Years ago I got back from a 2 month field job, wrote my trip report, and sent it to our shop typist/secretary. I then just gave it to my boss. The next day he brought it into my office and it looked like a term paper with red pencil "spelling", "restructure", "needs clarification", etc notes all over it. It was not a deliverable paper, but just for in-house future work. I wrote across the top in caps "SEND TO THE TECH WRITER SHOP INSTEAD OF ENGINEERING. THEY ARE MUCH LESS EXPENSIVE TO USE" and brought it into his office 5 minutes later, dropping it on his desk. I never saw the paper again. I think he just filed it.
Moral of story: Don't let English majors design electronic circuits (or manage engineers). You can't win in a battle of wits if you are half prepared. - Dilbert (paraphrased).
One of my first jobs I was tasked to build and debug a complex high voltage TWT switching power supply. The voltages I was working with were +20kV to -20kV and some supplies were as much as 2kW, more than enough to kill you. I asked my boss what safety proceedures were in place and he told me, "Don't die." (this was a very small company) As cautious as I was I would recieve mild to moderate shocks most days.
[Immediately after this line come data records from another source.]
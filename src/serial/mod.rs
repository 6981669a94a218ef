//! XML serialization.
//!
//! This module serializes a `Document` tree back to XML text. The
//! serializer handles escaping, the XML declaration, and replacing the
//! DOCTYPE's external subset reference.

pub mod xml;

pub use xml::{serialize, serialize_with_options, SerializeOptions};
To help prevent the moderate shocks, a technician and I developed the 'wand of power', basically a long plastic stick with a ground wire attached to the end, and used it to pre drain the capacitors before working on a board. This job was hair raising, electrifying and definately memorable!
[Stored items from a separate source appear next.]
impl Lexer {
    /// Creates a new lexer for the given `XPath` expression string.
    #[must_use]
    pub fn new(input: &str) -> Self {
        Self {
            chars: input.chars().collect(),
            pos: 0,
            tokens: Vec::new(),
        }
    }

    /// Tokenizes the entire input expression.
    ///
    /// # Errors
    ///
    /// Returns [`SyntaxError`] for a character outside the `XPath` token set,
    /// an unterminated literal or a malformed operator.
    pub fn tokenize(mut self) -> Result<Vec<Spanned>, SyntaxError> {
        loop {
            self.skip_whitespace();
            let Some(ch) = self.peek() else {
                return Ok(self.tokens);
            };
            let start = self.pos;
            let token = self.next_token(ch)?;
            self.tokens.push((token, start));
        }
    }

    fn next_token(&mut self, ch: char) -> Result<Token, SyntaxError> {
        let single = match ch {
            '(' => Some(Token::LeftParen),
            ')' => Some(Token::RightParen),
            '[' => Some(Token::LeftBracket),
            ']' => Some(Token::RightBracket),
            '@' => Some(Token::At),
            ',' => Some(Token::Comma),
            '|' => Some(Token::Pipe),
            '+' => Some(Token::Plus),
            '-' => Some(Token::Minus),
            '=' => Some(Token::Equal),
            _ => None,
        };
        if let Some(token) = single {
            self.pos += 1;
            return Ok(token);
        }

        match ch {
            '*' => {
                self.pos += 1;
                Ok(if self.preceding_ends_operand() {
                    Token::Multiply
                } else {
                    Token::NameTest("*".to_string())
                })
            }
            '.' => Ok(self.read_dot_or_number()),
            '/' => Ok(self.read_pair('/', Token::Slash, Token::DoubleSlash)),
            '<' => Ok(self.read_pair('=', Token::LessThan, Token::LessThanEqual)),
            '>' => Ok(self.read_pair('=', Token::GreaterThan, Token::GreaterThanEqual)),
            ':' => {
                if self.peek_at(1) == Some(':') {
                    self.pos += 2;
                    Ok(Token::ColonColon)
                } else {
                    Err(self.error("unexpected ':'"))
                }
            }
            '!' => {
                if self.peek_at(1) == Some('=') {
                    self.pos += 2;
                    Ok(Token::NotEqual)
                } else {
                    Err(self.error("expected '=' after '!'"))
                }
            }
            '"' | '\'' => self.read_string_literal(ch),
            '$' => self.read_variable_reference(),
            '0'..='9' => Ok(self.read_number()),
            _ if is_name_start_char(ch) => self.read_name(),
            _ => Err(self.error(format!("illegal character '{ch}'"))),
        }
    }

    /// Reads `.`, `..` or a number starting with `.`.
    fn read_dot_or_number(&mut self) -> Token {
        match self.peek_at(1) {
            Some('.') => {
                self.pos += 2;
                Token::DotDot
            }
            Some(c) if c.is_ascii_digit() => self.read_number(),
            _ => {
                self.pos += 1;
                Token::Dot
            }
        }
    }

    /// Reads a one-character token, or the two-character one when the next
    /// character is `second`.
    fn read_pair(&mut self, second: char, one: Token, two: Token) -> Token {
        if self.peek_at(1) == Some(second) {
            self.pos += 2;
            two
        } else {
            self.pos += 1;
            one
        }
    }

    /// See `XPath` 1.0 section 3.7: `Literal ::= '"' [^"]* '"' | "'" [^']* "'"`.
    fn read_string_literal(&mut self, quote: char) -> Result<Token, SyntaxError> {
        let start = self.pos;
        self.pos += 1;
        let content_start = self.pos;
        while self.peek().is_some_and(|c| c != quote) {
            self.pos += 1;
        }
        if self.peek().is_none() {
            return Err(SyntaxError {
                message: "unterminated string literal".to_string(),
                position: start,
            });
        }
        let content = self.chars[content_start..self.pos].iter().collect();
        self.pos += 1;
        Ok(Token::Literal(content))
    }

    fn read_variable_reference(&mut self) -> Result<Token, SyntaxError> {
        self.pos += 1;
        if !self.peek().is_some_and(is_name_start_char) {
            return Err(self.error("expected a variable name after '$'"));
        }
        let name = self.read_qname();
        Ok(Token::VariableReference(name))
    }

    /// `Number ::= Digits ('.' Digits?)? | '.' Digits`
    fn read_number(&mut self) -> Token {
        let start = self.pos;
        self.skip_while(|c| c.is_ascii_digit());
        if self.peek() == Some('.') {
            self.pos += 1;
            self.skip_while(|c| c.is_ascii_digit());
        }
        let text: String = self.chars[start..self.pos].iter().collect();
        // Only digits and one dot, so the parse cannot fail except for "."
        Token::Number(text.parse().unwrap_or(f64::NAN))
    }

    /// Reads an `NCName` plus an optional `:NCName` or `:*`.
    fn read_name(&mut self) -> Result<Token, SyntaxError> {
        let start = self.pos;
        if self.preceding_ends_operand() {
            let name = self.read_ncname();
            return match name.as_str() {
                "and" => Ok(Token::And),
                "or" => Ok(Token::Or),
                "mod" => Ok(Token::Mod),
                "div" => Ok(Token::Div),
                _ => Err(SyntaxError {
                    message: format!("unexpected name '{name}', expected an operator"),
                    position: start,
                }),
            };
        }

        let name = self.read_qname();
        if name.ends_with(":*") {
            return Ok(Token::NameTest(name));
        }

        let after = self.chars[self.pos..]
            .iter()
            .copied()
            .find(|c| !c.is_whitespace());
        let after_two = {
            let mut rest = self.chars[self.pos..]
                .iter()
                .copied()
                .skip_while(|c| c.is_whitespace());
            (rest.next(), rest.next())
        };
        Ok(match after {
            Some('(') if NODE_TYPE_NAMES.contains(&name.as_str()) => Token::NodeType(name),
            Some('(') => Token::FunctionName(name),
            Some(':') if after_two == (Some(':'), Some(':')) => Token::AxisName(name),
            _ => Token::NameTest(name),
        })
    }

    fn read_ncname(&mut self) -> String {
        let start = self.pos;
        self.pos += 1;
        self.skip_while(|c| c != ':' && is_name_char(c));
        self.chars[start..self.pos].iter().collect()
    }

    /// `QName ::= (NCName ':')? NCName`, with `NCName ':' '*'` allowed too.
    fn read_qname(&mut self) -> String {
        let mut name = self.read_ncname();
        if self.peek() == Some(':') {
            match self.peek_at(1) {
                Some('*') => {
                    self.pos += 2;
                    name.push_str(":*");
                }
                Some(c) if c != ':' && is_name_start_char(c) => {
                    self.pos += 1;
                    name.push(':');
                    name.push_str(&self.read_ncname());
                }
                _ => {}
            }
        }
        name
    }

    fn preceding_ends_operand(&self) -> bool {
        self.tokens.last().is_some_and(|(t, _)| t.ends_operand())
    }

    fn peek(&self) -> Option<char> {
        self.chars.get(self.pos).copied()
    }

    fn peek_at(&self, offset: usize) -> Option<char> {
        self.chars.get(self.pos + offset).copied()
    }

    fn skip_while(&mut self, pred: impl Fn(char) -> bool) {
        while self.peek().is_some_and(&pred) {
            self.pos += 1;
        }
    }

    /// `ExprWhitespace ::= S`
    fn skip_whitespace(&mut self) {
        self.skip_while(|c| matches!(c, ' ' | '\t' | '\r' | '\n'));
    }

    fn error(&self, message: impl Into<String>) -> SyntaxError {
        SyntaxError {
            message: message.into(),
            position: self.pos,
        }
    }
}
In my early teens someone gave me a spark coil from a Model-T Ford. This device contains a transformer and mechanical vibrator in an elegant wooden box with dovetailed joints. The vibrator chops the incoming 6 volts DC. The resultant square wave feeds a step-up transformer to produce about 10KV.
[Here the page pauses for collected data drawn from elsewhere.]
impl Document {
    /// Creates a new empty document containing only the document node.
    #[must_use]
    pub fn new() -> Self {
        let mut nodes = Vec::with_capacity(64);
        nodes.push(NodeData::new(NodeKind::Document, SourceLocation::default()));
        nodes.push(NodeData::new(NodeKind::Document, SourceLocation::default()));
        Self {
            nodes,
            root: NodeId::from_index(1),
            version: None,
            encoding: None,
            standalone: None,
            diagnostics: Vec::new(),
            id_map: HashMap::new(),
        }
    }

    /// Parses an XML string into a `Document` without validation.
    ///
    /// # Errors
    ///
    /// Returns `ParseError` if the input is not well-formed XML.
    pub fn parse_str(input: &str) -> Result<Self, ParseError> {
        crate::parser::parse_str(input)
    }

    /// Returns the document node id.
    #[must_use]
    pub fn root(&self) -> NodeId {
        self.root
    }

    /// Returns the single top-level element, if the document has one.
    #[must_use]
    pub fn root_element(&self) -> Option<NodeId> {
        self.children(self.root)
            .find(|&id| matches!(self.node(id).kind, NodeKind::Element { .. }))
    }

    /// Returns the DOCTYPE node, if the document has one.
    #[must_use]
    pub fn doctype(&self) -> Option<NodeId> {
        self.children(self.root)
            .find(|&id| matches!(self.node(id).kind, NodeKind::DocumentType { .. }))
    }

    /// Returns a reference to the `NodeData` for the given node.
    ///
    /// # Panics
    ///
    /// Panics if `id` does not belong to this document.
    #[must_use]
    pub fn node(&self, id: NodeId) -> &NodeData {
        &self.nodes[id.as_index()]
    }

    pub(crate) fn node_mut(&mut self, id: NodeId) -> &mut NodeData {
        &mut self.nodes[id.as_index()]
    }

    /// Returns the name of a node, if applicable.
    ///
    /// Elements return their local name, PIs their target, and DOCTYPE
    /// nodes the declared root name.
    #[must_use]
    pub fn node_name(&self, id: NodeId) -> Option<&str> {
        match &self.node(id).kind {
            NodeKind::Element { name, .. }
            | NodeKind::ProcessingInstruction { target: name, .. }
            | NodeKind::DocumentType { name, .. } => Some(name),
            _ => None,
        }
    }

    /// Returns an element's name as written in the source (`prefix:local`).
    #[must_use]
    pub fn qualified_name(&self, id: NodeId) -> Option<String> {
        match &self.node(id).kind {
            NodeKind::Element {
                name,
                prefix: Some(prefix),
                ..
            } => Some(format!("{prefix}:{name}")),
            NodeKind::Element { name, .. } => Some(name.clone()),
            _ => None,
        }
    }

    /// Returns the namespace URI of an element node, if any.
    #[must_use]
    pub fn node_namespace(&self, id: NodeId) -> Option<&str> {
        match &self.node(id).kind {
            NodeKind::Element { namespace, .. } => namespace.as_deref(),
            _ => None,
        }
    }

    /// Returns the namespace prefix of an element node, if any.
    #[must_use]
    pub fn node_prefix(&self, id: NodeId) -> Option<&str> {
        match &self.node(id).kind {
            NodeKind::Element { prefix, .. } => prefix.as_deref(),
            _ => None,
        }
    }

    /// Returns the character data of a text, CDATA, comment or PI node.
    #[must_use]
    pub fn node_text(&self, id: NodeId) -> Option<&str> {
        match &self.node(id).kind {
            NodeKind::Text { content }
            | NodeKind::Comment { content }
            | NodeKind::CData { content } => Some(content),
            NodeKind::ProcessingInstruction { data, .. } => data.as_deref(),
            _ => None,
        }
    }

    /// Returns the concatenated text of a node and all its descendants.
    ///
    /// Comments and processing instructions below an element do not
    /// contribute; for a comment or PI node itself, its own text is returned.
    #[must_use]
    pub fn text_content(&self, id: NodeId) -> String {
        match &self.node(id).kind {
            NodeKind::Comment { content } => content.clone(),
            NodeKind::ProcessingInstruction { data, .. } => data.clone().unwrap_or_default(),
            _ => {
                let mut result = String::new();
                self.collect_text(id, &mut result);
                result
            }
        }
    }

    fn collect_text(&self, id: NodeId, buf: &mut String) {
        match &self.node(id).kind {
            NodeKind::Text { content } | NodeKind::CData { content } => {
                buf.push_str(content);
            }
            NodeKind::Element { .. } | NodeKind::Document => {
                for child in self.children(id) {
                    self.collect_text(child, buf);
                }
            }
            _ => {}
        }
    }

    /// Returns the attributes of an element node (empty for other nodes).
    #[must_use]
    pub fn attributes(&self, id: NodeId) -> &[Attribute] {
        match &self.node(id).kind {
            NodeKind::Element { attributes, .. } => attributes,
            _ => &[],
        }
    }

    /// Returns the value of an attribute by its qualified name.
    #[must_use]
    pub fn attribute(&self, id: NodeId, name: &str) -> Option<&str> {
        self.attributes(id)
            .iter()
            .find(|a| match &a.prefix {
                Some(prefix) => name
                    .strip_prefix(prefix.as_str())
                    .and_then(|rest| rest.strip_prefix(':'))
                    == Some(a.name.as_str()),
                None => a.name == name,
            })
            .map(|a| a.value.as_str())
    }

    /// Returns the namespace bindings in scope at an element, innermost
    /// first. The default namespace is reported with an empty prefix.
    #[must_use]
    pub fn in_scope_namespaces(&self, id: NodeId) -> Vec<(String, String)> {
        let mut seen: Vec<(String, String)> = Vec::new();
        for ancestor in self.ancestors(id) {
            for attr in self.attributes(ancestor) {
                if !attr.is_namespace_decl() {
                    continue;
                }
                let prefix = if attr.prefix.is_some() {
                    attr.name.clone()
                } else {
                    String::new()
                };
                if !seen.iter().any(|(p, _)| *p == prefix) {
                    seen.push((prefix, attr.value.clone()));
                }
            }
        }
        seen.retain(|(_, uri)| !uri.is_empty());
        seen
    }

    // --- ID lookup ---

    /// Associates an ID value with an element node.
    pub(crate) fn set_id(&mut self, id: &str, node: NodeId) {
        self.id_map.insert(id.to_string(), node);
    }

    /// Looks up an element by the value of its ID-typed attribute.
    ///
    /// Only documents that went through DTD validation have IDs registered.
    #[must_use]
    pub fn element_by_id(&self, id: &str) -> Option<NodeId> {
        self.id_map.get(id).copied()
    }

    // --- Navigation ---

    /// Returns the parent of a node.
    #[must_use]
    pub fn parent(&self, id: NodeId) -> Option<NodeId> {
        self.node(id).parent
    }

    /// Returns the first child of a node.
    #[must_use]
    pub fn first_child(&self, id: NodeId) -> Option<NodeId> {
        self.node(id).first_child
    }

    /// Returns the last child of a node.
    #[must_use]
    pub fn last_child(&self, id: NodeId) -> Option<NodeId> {
        self.node(id).last_child
    }

    /// Returns the next sibling of a node.
    #[must_use]
    pub fn next_sibling(&self, id: NodeId) -> Option<NodeId> {
        self.node(id).next_sibling
    }

    /// Returns the previous sibling of a node.
    #[must_use]
    pub fn prev_sibling(&self, id: NodeId) -> Option<NodeId> {
        self.node(id).prev_sibling
    }

    /// Returns an iterator over the children of a node.
    pub fn children(&self, id: NodeId) -> Children<'_> {
        Children {
            doc: self,
            next: self.node(id).first_child,
        }
    }

    /// Returns an iterator over a node and its ancestors (walking up to root).
    pub fn ancestors(&self, id: NodeId) -> Ancestors<'_> {
        Ancestors {
            doc: self,
            next: Some(id),
        }
    }

    /// Returns an iterator over all descendants of a node in document order.
    pub fn descendants(&self, id: NodeId) -> Descendants<'_> {
        Descendants {
            doc: self,
            root: id,
            next: self.first_child(id),
        }
    }

    /// Returns the source location recorded for a node.
    #[must_use]
    pub fn location(&self, id: NodeId) -> SourceLocation {
        self.node(id).location
    }

    // --- Construction ---

    /// Allocates a new detached node in the arena.
    pub fn create_node(&mut self, kind: NodeKind) -> NodeId {
        self.create_node_at(kind, SourceLocation::default())
    }

    pub(crate) fn create_node_at(&mut self, kind: NodeKind, location: SourceLocation) -> NodeId {
        let index = self.nodes.len();
        self.nodes.push(NodeData::new(kind, location));
        NodeId::from_index(index)
    }

    /// Appends a child node to the end of a parent's child list.
    pub fn append_child(&mut self, parent: NodeId, child: NodeId) {
        debug_assert!(
            self.node(child).parent.is_none(),
            "child already has a parent"
        );

        self.node_mut(child).parent = Some(parent);

        if let Some(last) = self.node(parent).last_child {
            self.node_mut(last).next_sibling = Some(child);
            self.node_mut(child).prev_sibling = Some(last);
            self.node_mut(parent).last_child = Some(child);
        } else {
            self.node_mut(parent).first_child = Some(child);
            self.node_mut(parent).last_child = Some(child);
        }
    }

    /// Returns the number of nodes in the arena, the document node included.
    #[must_use]
    pub fn node_count(&self) -> usize {
        self.nodes.len() - 1
    }
}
I decided to make a Jacob's Ladder by attaching two bare wires configured in a V-shape to the high-voltage terminals. The trick to this is adjusting the spacing so that the arc will jump across the V-gap at the closest point. Localized heating of the air causes the arc to be blown upward across the widening gap.
After three or four power off-on tries at getting the spacing right and having it too far (no arc) or too close (insufficient heating). I decided to try moving the wires while it was on. Had I picked up a plastic-handled screwdriver from the bench, all would have been fine, but none was at hand. Instead I picked up a plastic-handled hunting knife which was on thw workbench, without noticing the rivets which passed through the plastic handles and blade.
When I touched the hot electrode and received the shock, my arm jerked upward over my head and I released the knife. It flew the 20' length of the workshop and stuck (Jim Bowie style) in a wooden bookcase at the end of the room. I couldn't have thrown it better had I tried.
It was a good thing I was working alone at the time.
That reminds me of my high school physics teacher. He brought in a Jacobs Ladder and had it working on the table while he talked. While explaining things he took a metal ballpoint pen and suavely touched the spark in the middle. By my calculations, if the transformer driving it was putting out 20kV the middle of the spark was 10kV. He got sick leave for three days after it knocked him very painfully backwards into the chalk board.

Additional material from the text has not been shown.